The GLM Procedure

Output Data Sets

OUT= Data Set Created by the OUTPUT Statement

The OUTPUT statement produces an output data set that contains the following:

  • all original data from the SAS data set input to PROC GLM

  • the new variables corresponding to the diagnostic measures specified with statistics keywords in the OUTPUT statement (PREDICTED=, RESIDUAL=, and so on)

With multiple dependent variables, a name can be specified for any of the diagnostic measures for each of the dependent variables in the order in which they occur in the MODEL statement.

For example, suppose that the input data set A contains the variables y1, y2, y3, x1, and x2. Then you can use the following statements:

proc glm data=A;
   model y1 y2 y3=x1;
   output out=out p=y1hat y2hat y3hat
                  r=y1resid lclm=y1lcl uclm=y1ucl;
run;

The output data set out contains y1, y2, y3, x1, x2, y1hat, y2hat, y3hat, y1resid, y1lcl, and y1ucl. The variable x2 is output even though it is not used by PROC GLM. Although predicted values are generated for all three dependent variables, residuals are output for only the first dependent variable.

When any independent variable in the analysis (including all class variables) is missing for an observation, then all new variables that correspond to diagnostic measures are missing for the observation in the output data set.

When a dependent variable in the analysis is missing for an observation, then some new variables that correspond to diagnostic measures are missing for the observation in the output data set, and some are still available. Specifically, in this case, the new variables that correspond to COOKD, COVRATIO, DFFITS, PRESS, R, RSTUDENT, STDR, and STUDENT are missing in the output data set. The variables corresponding to H, LCL, LCLM, P, STDI, STDP, UCL, and UCLM are not missing.

OUT= Data Set Created by the LSMEANS Statement

The OUT= option in the LSMEANS statement produces an output data set that contains the following:

  • the unformatted values of each classification variable specified in any effect in the LSMEANS statement

  • a new variable, LSMEAN, which contains the LS-mean for the specified levels of the classification variables

  • a new variable, STDERR, which contains the standard error of the LS-mean

The variances and covariances among the LS-means are also output when the COV option is specified along with the OUT= option.

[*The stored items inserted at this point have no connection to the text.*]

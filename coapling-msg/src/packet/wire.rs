use core::iter;

use super::raw::{END_OF_OPTIONS, LONG_OPTION};
use super::Packet;
use crate::opt::is_fencepost;
use crate::{Code, Error, ErrorContext, Format, Id, OptNumber, Type, COAP_VERSION, HEADER_LEN};

/// Option count nibble meaning "ended by the end-of-options marker"
const UNLIMITED_OPTIONS: u8 = 15;

impl<const N: usize> Packet<N> {
  /// Decode a datagram into a new packet
  pub fn try_from_bytes(bytes: &[u8]) -> Result<Self, Error> {
    let mut p = Self::new();
    p.parse_message(bytes).map(|_| p)
  }

  /// Decode `bytes` into this packet, replacing its contents.
  ///
  /// On failure the options and payload are cleared, the header fields
  /// that could be read are kept and [`Packet::error_context`] tells
  /// which response code (and option) a diagnostic reply should carry.
  pub fn parse_message(&mut self, bytes: &[u8]) -> Result<(), Error> {
    self.init();

    let (b0, code, id) = match bytes {
      | [b0, code, id0, id1, ..] => (*b0, *code, Id::from_be_bytes([*id0, *id1])),
      | _ => return Err(self.fail(Error::NotCoap, ErrorContext::new(Code::BAD_REQUEST))),
    };

    self.version = b0 >> 6;
    self.ty = Type::try_from((b0 >> 4) & 0b11)?;
    self.code = Code::from(code);
    self.id = id;
    let count = b0 & 0x0f;

    if self.version != COAP_VERSION {
      return Err(self.fail(Error::WrongCoapVersion,
                           ErrorContext::new(Code::NOT_IMPLEMENTED)));
    }

    let opts = &bytes[HEADER_LEN..];
    let exceeded = ErrorContext::new(Code::BAD_REQUEST);
    let mut at = 0usize;
    let mut number = 0u16;
    let mut parsed = 0u8;

    while count == UNLIMITED_OPTIONS || parsed < count {
      let header = match opts.get(at) {
        | Some(h) => *h,
        | None => return Err(self.fail(Error::OptionsExceedPacketLength, exceeded)),
      };

      if count == UNLIMITED_OPTIONS && header == END_OF_OPTIONS {
        at += 1;
        break;
      }

      let (len, start) = match (header & 0x0f, opts.get(at + 1)) {
        | (LONG_OPTION, Some(extra)) => (*extra as usize + 15, at + 2),
        | (LONG_OPTION, None) => {
          return Err(self.fail(Error::OptionsExceedPacketLength, exceeded))
        },
        | (n, _) => (n as usize, at + 1),
      };

      let value = match opts.get(start..start + len) {
        | Some(v) => v,
        | None => return Err(self.fail(Error::OptionsExceedPacketLength, exceeded)),
      };

      number = number.saturating_add((header >> 4).into());
      parsed = parsed.saturating_add(1);
      at = start + len;

      self.accept_option(number, value)?;
    }

    self.set_data(&opts[at..]).map_err(|e| {
                                self.fail(e, ErrorContext::new(Code::REQUEST_ENTITY_TOO_LARGE))
                              })
  }

  /// Validate and store one decoded option
  fn accept_option(&mut self, number: u16, value: &[u8]) -> Result<(), Error> {
    let critical = number & 1 == 1;
    let known = u8::try_from(number).map(OptNumber)
                                    .ok()
                                    .filter(|n| n.is_known());

    let opt = match known {
      // fenceposts are regenerated when needed
      | _ if is_fencepost(number) => return Ok(()),
      | Some(opt) => opt,
      | None if critical => {
        let opt = OptNumber(u8::try_from(number).unwrap_or(u8::MAX));
        return Err(self.fail(Error::UnknownCriticalOption,
                             ErrorContext::option(Code::BAD_OPTION, opt)));
      },
      | None => return Ok(()),
    };

    let bad_option = ErrorContext::option(Code::BAD_OPTION, opt);

    if !opt.is_repeatable() && self.is_set(opt) {
      return match critical {
        | true => Err(self.fail(Error::MultipleOccurrencesOfCriticalOption, bad_option)),
        | false => Ok(()),
      };
    }

    if opt.format() == Format::String && value.is_empty() {
      return match critical {
        | true => Err(self.fail(Error::EmptyStringOption, bad_option)),
        | false => Ok(()),
      };
    }

    if value.len() > opt.max_len() {
      return Err(self.fail(Error::OptTooLong, bad_option));
    }

    self.splice(number, iter::once(value), false)
        .map_err(|e| self.fail(e, ErrorContext::new(Code::REQUEST_ENTITY_TOO_LARGE)))
  }

  fn fail(&mut self, e: Error, context: ErrorContext) -> Error {
    self.clear_content();
    self.error = context;
    e
  }

  fn needs_end_marker(&self) -> bool {
    self.option_count >= UNLIMITED_OPTIONS as usize
  }

  /// Exact number of bytes [`Packet::serialize`] will write
  pub fn serialize_length(&self) -> usize {
    HEADER_LEN + self.end_of_options + usize::from(self.needs_end_marker()) + self.data().len()
  }

  /// Encode this packet into `buf`, returning the number of bytes written.
  ///
  /// The option count in the header is the actual number of encoded options;
  /// from 15 options on the count is 15 and the options end with `0xF0`.
  pub fn serialize(&self, buf: &mut [u8]) -> Result<usize, Error> {
    let len = self.serialize_length();
    let out = buf.get_mut(..len).ok_or(Error::NoMem)?;

    let count = match self.needs_end_marker() {
      | true => UNLIMITED_OPTIONS,
      | false => self.option_count as u8,
    };

    out[0] = (self.version << 6) | (u8::from(self.ty) << 4) | count;
    out[1] = self.code.into();
    out[2..HEADER_LEN].copy_from_slice(&self.id.0.to_be_bytes());

    let mut at = HEADER_LEN;
    out[at..at + self.end_of_options].copy_from_slice(&self.storage[..self.end_of_options]);
    at += self.end_of_options;

    if self.needs_end_marker() {
      out[at] = END_OF_OPTIONS;
      at += 1;
    }

    out[at..].copy_from_slice(self.data());
    Ok(len)
  }
}

#[cfg(test)]
mod tests {
  use super::*;
  use crate::test::{assert_eqb, assert_eqb_iter};
  use crate::{CoapPacket, OpaqueData, OptValue};

  fn bytes_of(p: &CoapPacket) -> Vec<u8> {
    let mut buf = vec![0u8; p.serialize_length()];
    assert_eq!(p.serialize(&mut buf), Ok(buf.len()));
    buf
  }

  #[test]
  fn header_layout() {
    let mut p = CoapPacket::new();
    p.set_type(Type::Ack);
    p.set_code(Code::CONTENT);
    p.set_id(Id(0x1234));
    p.set_uri_path("a").unwrap();
    p.set_data(b"hi").unwrap();

    let bytes = bytes_of(&p);
    assert_eqb!(bytes[0], 0b01_10_0001);
    assert_eqb!(bytes[1], 69);
    assert_eqb_iter!(bytes[2..], [0x12, 0x34, 0b1001_0001, b'a', b'h', b'i']);
  }

  #[test]
  fn round_trip() {
    let mut p = CoapPacket::new();
    p.set_type(Type::Non);
    p.set_code(Code::PUT);
    p.set_id(Id(7));
    p.set_token(&OpaqueData::new(&[0xAB, 0xCD]).unwrap())
     .unwrap();
    p.set_uri_host("node-17.sensors.example").unwrap();
    p.set_uri_port(61616).unwrap();
    p.set_uri_path("/sensors/temp/raw").unwrap();
    p.set_uri_query("unit=c&avg=5").unwrap();
    p.set_observe(3).unwrap();
    p.add_option(OptNumber::IF_NONE_MATCH, OptValue::Empty)
     .unwrap();
    p.set_data(b"21.5").unwrap();

    let parsed = CoapPacket::try_from_bytes(&bytes_of(&p)).unwrap();
    assert_eq!(parsed, p);
    assert_eq!(parsed.ty(), Type::Non);
    assert_eq!(parsed.code(), Code::PUT);
    assert_eq!(parsed.id(), Id(7));
    assert_eq!(parsed.token().as_ref(), &[0xAB, 0xCD]);
    assert_eq!(parsed.uri_host().unwrap().as_str(), "node-17.sensors.example");
    assert_eq!(parsed.uri_port(), 61616);
    assert_eq!(parsed.uri_path().unwrap().as_str(), "sensors/temp/raw");
    assert_eq!(parsed.uri_query().unwrap().as_str(), "unit=c&avg=5");
    assert_eq!(parsed.observe(), Ok(3));
    assert!(parsed.is_set(OptNumber::IF_NONE_MATCH));
    assert_eq!(parsed.data(), b"21.5");
  }

  #[test]
  fn many_options_use_end_marker() {
    let mut p = CoapPacket::new();
    p.set_uri_path("a/b/c/d/e/f/g/h/i/j/k/l/m/n/o/p").unwrap();
    p.set_data(&[0xFF]).unwrap();

    let bytes = bytes_of(&p);
    assert_eq!(bytes[0] & 0x0f, 15);
    assert_eq!(bytes[bytes.len() - 2], END_OF_OPTIONS);
    assert_eq!(bytes.len(), p.serialize_length());

    let parsed = CoapPacket::try_from_bytes(&bytes).unwrap();
    assert_eq!(parsed.segments(OptNumber::URI_PATH).count(), 16);
    assert_eq!(parsed.data(), &[0xFF]);
  }

  #[test]
  fn too_short() {
    let mut p = CoapPacket::new();
    assert_eq!(p.parse_message(&[0x40, 1, 0]), Err(Error::NotCoap));
  }

  #[test]
  fn wrong_version() {
    let mut p = CoapPacket::new();
    assert_eq!(p.parse_message(&[0b10_00_0000, 1, 0, 1]),
               Err(Error::WrongCoapVersion));
    assert_eq!(p.error_context().code, Code::NOT_IMPLEMENTED);
  }

  #[test]
  fn unknown_critical_vs_elective() {
    // option 17: odd, unknown
    let critical = [0b01_00_0010, 1, 0, 1, 0b1111_0001, b'x', 0b0010_0001, b'y'];
    let mut p = CoapPacket::new();
    assert_eq!(p.parse_message(&critical), Err(Error::UnknownCriticalOption));
    assert_eq!(p.error_context().code, Code::BAD_OPTION);
    assert_eq!(p.error_context().option, Some(OptNumber(17)));
    assert_eq!(p.options().count(), 0);
    assert_eq!(p.id(), Id(1));

    // option 16: even, unknown, skipped
    let elective = [0b01_00_0010, 1, 0, 1, 0b1111_0001, b'x', 0b0001_0001, b'y', 0xFF];
    let p = CoapPacket::try_from_bytes(&elective).unwrap();
    assert!(!p.is_set(OptNumber(16)));
    assert_eq!(p.options().map(|o| o.number).collect::<Vec<_>>(),
               vec![OptNumber::URI_QUERY]);
    assert_eq!(p.data(), &[0xFF]);
  }

  #[test]
  fn duplicates() {
    // Uri-Host (5, critical) twice
    let critical = [0b01_00_0010, 1, 0, 1, 0b0101_0001, b'a', 0b0000_0001, b'b'];
    assert_eq!(CoapPacket::try_from_bytes(&critical),
               Err(Error::MultipleOccurrencesOfCriticalOption));

    // Max-Age (2, elective) twice: the second is skipped
    let elective = [0b01_00_0010, 1, 0, 1, 0b0010_0001, 9, 0b0000_0001, 8];
    let p = CoapPacket::try_from_bytes(&elective).unwrap();
    assert_eq!(p.max_age(), 9);
  }

  #[test]
  fn empty_strings() {
    let critical = [0b01_00_0001, 1, 0, 1, 0b1001_0000];
    assert_eq!(CoapPacket::try_from_bytes(&critical),
               Err(Error::EmptyStringOption));

    // Location-Path (6, elective)
    let elective = [0b01_00_0001, 1, 0, 1, 0b0110_0000];
    let p = CoapPacket::try_from_bytes(&elective).unwrap();
    assert!(!p.is_set(OptNumber::LOCATION_PATH));
  }

  #[test]
  fn options_exceed_length() {
    // announces 2 options, carries 1
    let truncated = [0b01_00_0010, 1, 0, 1, 0b1001_0001, b'a'];
    let mut p = CoapPacket::new();
    assert_eq!(p.parse_message(&truncated),
               Err(Error::OptionsExceedPacketLength));
    assert_eq!(p.error_context().code, Code::BAD_REQUEST);

    // value runs past the end
    let short_value = [0b01_00_0001, 1, 0, 1, 0b1001_0011, b'a'];
    assert_eq!(CoapPacket::try_from_bytes(&short_value),
               Err(Error::OptionsExceedPacketLength));
  }

  #[test]
  fn uint_too_long() {
    let long_max_age = [0b01_00_0001, 1, 0, 1, 0b0010_0101, 1, 2, 3, 4, 5];
    assert_eq!(CoapPacket::try_from_bytes(&long_max_age),
               Err(Error::OptTooLong));
  }

  #[test]
  fn explicit_fencepost_is_dropped() {
    // fencepost 14 then delta 0 "option" 14 again, then If-None-Match (21)
    let bytes = [0b01_00_0010, 1, 0, 1, 0b1110_0000, 0b0111_0000];
    let p = CoapPacket::try_from_bytes(&bytes).unwrap();
    assert!(p.is_set(OptNumber::IF_NONE_MATCH));
    assert_eq!(p.options().count(), 1);
    assert_eq!(bytes_of(&p), bytes);
  }

  #[test]
  fn payload_too_large() {
    let mut bytes = vec![0b01_00_0000, 1, 0, 1];
    bytes.extend(core::iter::repeat(0).take(200));
    assert_eq!(CoapPacket::try_from_bytes(&bytes), Err(Error::NoMem));
  }
}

In this case, only one effect can be specified in the LSMEANS statement, and the following variables are included in the output data set:

  • new variables, COV1, COV2, …, COVn, where n is the number of levels of the effect specified in the LSMEANS statement. These variables contain the covariances of each LS-mean with every other LS-mean.

  • a new variable, NUMBER, which provides an index for each observation to identify the covariances that correspond to that observation. The covariances for the observation with NUMBER equal to n can be found in the variable COVn.

OUTSTAT= Data Set

The OUTSTAT= option in the PROC GLM statement produces an output data set that contains the following:

  • the BY variables, if any

  • _TYPE_, a new character variable. _TYPE_ can take the values ‘SS1’, ‘SS2’, ‘SS3’, ‘SS4’, or ‘CONTRAST’, corresponding to the various types of sums of squares generated, or the values ‘CANCORR’, ‘STRUCTUR’, or ‘SCORE’, if a canonical analysis is performed through the MANOVA statement and no M= matrix is specified.

  • _SOURCE_, a new character variable. For each observation in the data set, _SOURCE_ contains the name of the model effect or contrast label from which the corresponding statistics are generated.

  • _NAME_, a new character variable. For each observation in the data set, _NAME_ contains the name of one of the dependent variables in the model or, in the case of canonical statistics, the name of one of the canonical variables (CAN1, CAN2, and so forth).

  • four new numeric variables: SS, DF, F, and PROB, containing sums of squares, degrees of freedom, F values, and probabilities, respectively, for each model or contrast sum of squares generated in the analysis. For observations resulting from canonical analyses, these variables have missing values.

  • if there is more than one dependent variable, then variables with the same names as the dependent variables represent the following:

    • for _TYPE_=SS1, SS2, SS3, SS4, or CONTRAST, the crossproducts of the hypothesis matrices

    • for _TYPE_=CANCORR, canonical correlations for each variable

    • for _TYPE_=STRUCTUR, coefficients of the total structure matrix

    • for _TYPE_=SCORE, raw canonical score coefficients

The output data set can be used to perform special hypothesis tests (for example, with the IML procedure in SAS/IML software), to reformat output, to produce canonical variates (through the SCORE procedure), or to rotate structure matrices (through the FACTOR procedure).